Genetic correlation of our IHPS meta-analysis GWAS with GWAS of circulating metabolites (38) was done with LD score regression method (25,26), as implemented in LD hub (30).
Histone marks in fetal and adult stomach and small intestine
H3K36me3 marks in the fetal and adult stomach and small intestine were obtained from the National Institute of Health (NIH) Roadmap Epigenomics Mapping Consortium datasets of observed ChIP-seq P-value signal tracks (31), available at http://epigenomegateway.wustl.edu/browser/ (32). We chose H3K36me3 as this was the only available histone mark tagging the entire active transcribed regions (33) for our relevant tissues. Genes were defined as having H3K36me3 marks if these overlapped its RefSeq gene coordinates with P-value signal < 5 × 10−8.

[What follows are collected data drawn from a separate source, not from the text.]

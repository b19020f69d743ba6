use std::collections::HashMap;
use std::ops::Index;

/// Assignment of observations to mixture components.
///
/// `None` is the null class. Labels at or above the number of active components are
/// provisional new components until `reduce` compacts them.
#[derive(Debug, Clone, PartialEq)]
pub struct Clustering {
    labels: Vec<Option<usize>>,
    n_clusters: usize,
}

impl Index<usize> for Clustering {
    type Output = Option<usize>;
    fn index(&self, item: usize) -> &Self::Output {
        &self.labels[item]
    }
}

impl Clustering {
    pub fn one_cluster(n_items: usize) -> Self {
        Self {
            labels: vec![Some(0); n_items],
            n_clusters: if n_items == 0 { 0 } else { 1 },
        }
    }

    pub fn all_null(n_items: usize) -> Self {
        Self {
            labels: vec![None; n_items],
            n_clusters: 0,
        }
    }

    /// Labels are taken as-is; the label space spans up to the largest label.
    pub fn from_vector(labels: Vec<Option<usize>>) -> Self {
        let n_clusters = span(&labels);
        Self { labels, n_clusters }
    }

    pub fn from_slice(labels: &[Option<usize>]) -> Self {
        Self::from_vector(labels.to_vec())
    }

    pub fn n_items(&self) -> usize {
        self.labels.len()
    }

    /// Size of the label space: one more than the largest label, or zero.
    pub fn n_clusters(&self) -> usize {
        self.n_clusters
    }

    pub fn labels(&self) -> &[Option<usize>] {
        &self.labels[..]
    }

    pub fn n_null(&self) -> usize {
        self.labels.iter().filter(|label| label.is_none()).count()
    }

    /// Number of items with each label in `0..n_clusters`.
    pub fn sizes(&self) -> Vec<usize> {
        let mut sizes = vec![0; self.n_clusters];
        for label in self.labels.iter().flatten() {
            sizes[*label] += 1;
        }
        sizes
    }

    pub fn items_of(&self, label: usize) -> Vec<usize> {
        self.labels
            .iter()
            .enumerate()
            .filter(|(_, l)| **l == Some(label))
            .map(|(i, _)| i)
            .collect()
    }

    /// Compacts the labels to `0..k` by rank order and returns the old label of each
    /// new label. Null items are left untouched.
    pub fn reduce(&mut self) -> Vec<usize> {
        let mut active: Vec<usize> = self.labels.iter().flatten().copied().collect();
        active.sort_unstable();
        active.dedup();
        let map: HashMap<usize, usize> = active
            .iter()
            .enumerate()
            .map(|(new_label, &old_label)| (old_label, new_label))
            .collect();
        for label in self.labels.iter_mut().flatten() {
            *label = map[&*label];
        }
        self.n_clusters = active.len();
        active
    }

    /// The clustering restricted to `items`, in that order.
    pub fn subset(&self, items: &[usize]) -> Self {
        Self::from_vector(items.iter().map(|&i| self.labels[i]).collect())
    }

    /// Writes the labels of `other` back to `items`, the inverse of `subset`.
    pub fn scatter(&mut self, items: &[usize], other: &Clustering) {
        assert_eq!(
            items.len(),
            other.n_items(),
            "Number of items and labels are not the same."
        );
        for (&item, &label) in items.iter().zip(other.labels.iter()) {
            self.labels[item] = label;
        }
        self.n_clusters = span(&self.labels);
    }
}

fn span(labels: &[Option<usize>]) -> usize {
    labels.iter().flatten().max().map_or(0, |max| max + 1)
}

#[cfg(test)]
mod tests {
    use super::*;
    use proptest::prelude::*;
    use std::collections::BTreeSet;
    use std::fmt::{Debug, Write};

    fn check_output<T: Debug>(clustering: &T, expected_output: &str) {
        let mut output = String::new();
        write!(&mut output, "{:?}", clustering).expect("Oops");
        assert_eq!(output, expected_output);
    }

    #[test]
    fn test_initialization() {
        let clustering = Clustering::one_cluster(3);
        check_output(
            &clustering,
            "Clustering { labels: [Some(0), Some(0), Some(0)], n_clusters: 1 }",
        );
        let clustering = Clustering::from_slice(&[Some(2), None, Some(4), Some(2)]);
        check_output(
            &clustering,
            "Clustering { labels: [Some(2), None, Some(4), Some(2)], n_clusters: 5 }",
        );
        assert_eq!(clustering.sizes(), vec![0, 0, 2, 0, 1]);
        assert_eq!(clustering.n_null(), 1);
        assert_eq!(Clustering::one_cluster(0).n_clusters(), 0);
    }

    #[test]
    fn test_reduce() {
        let mut clustering =
            Clustering::from_slice(&[Some(7), Some(2), None, Some(4), Some(7), Some(2)]);
        let map = clustering.reduce();
        check_output(
            &clustering,
            "Clustering { labels: [Some(2), Some(0), None, Some(1), Some(2), Some(0)], n_clusters: 3 }",
        );
        check_output(&map, "[2, 4, 7]");
        assert_eq!(clustering.sizes(), vec![2, 1, 2]);
    }

    #[test]
    fn test_reduce_all_null() {
        let mut clustering = Clustering::all_null(4);
        assert!(clustering.reduce().is_empty());
        assert_eq!(clustering.n_clusters(), 0);
        let mut empty = Clustering::from_vector(Vec::new());
        empty.reduce();
        assert_eq!(empty.n_clusters(), 0);
    }

    #[test]
    fn test_subset_and_scatter() {
        let mut clustering = Clustering::from_slice(&[Some(0), Some(1), Some(1), None, Some(0)]);
        let items = [1, 3, 4];
        let mut part = clustering.subset(&items);
        assert_eq!(part.labels(), &[Some(1), None, Some(0)]);
        assert_eq!(part.reduce(), vec![0, 1]);
        assert_eq!(part.n_clusters(), 2);
        let replacement = Clustering::from_slice(&[Some(5), Some(2), None]);
        clustering.scatter(&items, &replacement);
        assert_eq!(
            clustering.labels(),
            &[Some(0), Some(5), Some(1), Some(2), None]
        );
        assert_eq!(clustering.n_clusters(), 6);
    }

    #[test]
    fn test_items_of() {
        let clustering = Clustering::from_slice(&[Some(2), Some(2), Some(4), None, Some(4)]);
        check_output(&clustering.items_of(4), "[2, 4]");
    }

    #[test]
    #[should_panic]
    fn test_scatter_length_mismatch() {
        let mut clustering = Clustering::one_cluster(3);
        clustering.scatter(&[0, 1], &Clustering::one_cluster(1));
    }

    fn arbitrary_labels() -> impl Strategy<Value = Vec<Option<usize>>> {
        prop::collection::vec(prop::option::weighted(0.8, 0_usize..1000), 0..60)
    }

    proptest! {
        #[test]
        fn prop_reduce_is_contiguous(labels in arbitrary_labels()) {
            let distinct: BTreeSet<usize> = labels.iter().flatten().copied().collect();
            let mut clustering = Clustering::from_vector(labels.clone());
            clustering.reduce();
            let k = clustering.n_clusters();
            prop_assert_eq!(k, distinct.len());
            let after: BTreeSet<usize> = clustering.labels().iter().flatten().copied().collect();
            prop_assert_eq!(after, (0..k).collect::<BTreeSet<usize>>());
            prop_assert!(clustering.sizes().iter().all(|&size| size > 0));
        }

        #[test]
        fn prop_reduce_preserves_structure(labels in arbitrary_labels()) {
            let mut clustering = Clustering::from_vector(labels.clone());
            clustering.reduce();
            for i in 0..labels.len() {
                prop_assert_eq!(labels[i].is_none(), clustering[i].is_none());
                for j in 0..labels.len() {
                    if let (Some(a), Some(b)) = (labels[i], labels[j]) {
                        prop_assert_eq!(a == b, clustering[i] == clustering[j]);
                        prop_assert_eq!(a < b, clustering[i] < clustering[j]);
                    }
                }
            }
        }
    }
}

Fetal and adult tissue-specific gene expression
Fetal tissue-specific gene expression data (34) were downloaded from NCBI Bioproject PRJNA270632 on January 9, 2018. Fetal expression data were available from at least three specimens and up to seven specimens for each tissue. Adult tissue-specific gene expression data were obtained from the GTEx Portal on January 9, 2018, GTEx Analysis Release V7 (35). Adult expression data were available from at least five specimens and up to 564 samples for each tissue.
Supplementary Material
Supplementary Material includes Tables S1–4, and Figures S1–13. The genome-wide meta-analysis summary statistics are available at http://danishnationalbiobank.com/gwas.html.
Supplementary Material
Acknowledgements
This study was funded by the Danish Medical Research council (DFF 4004-00512) and has been conducted using the Danish National Biobank resource. The Danish National Biobank is supported by the Novo Nordisk Foundation. B.F. was supported by an Oak Foundation fellowship. Funding was also provided by the Intramural Research Program of the Eunice Kennedy Shriver National Institute of Child Health and Human Development (Contract numbers HHSN275201100001I and HHSN27500005), the Swedish Research Council, the Foundation Frimurare (Stockholm) as well as support from Stockholm City Council.
Conflict of Interest statement. None declared.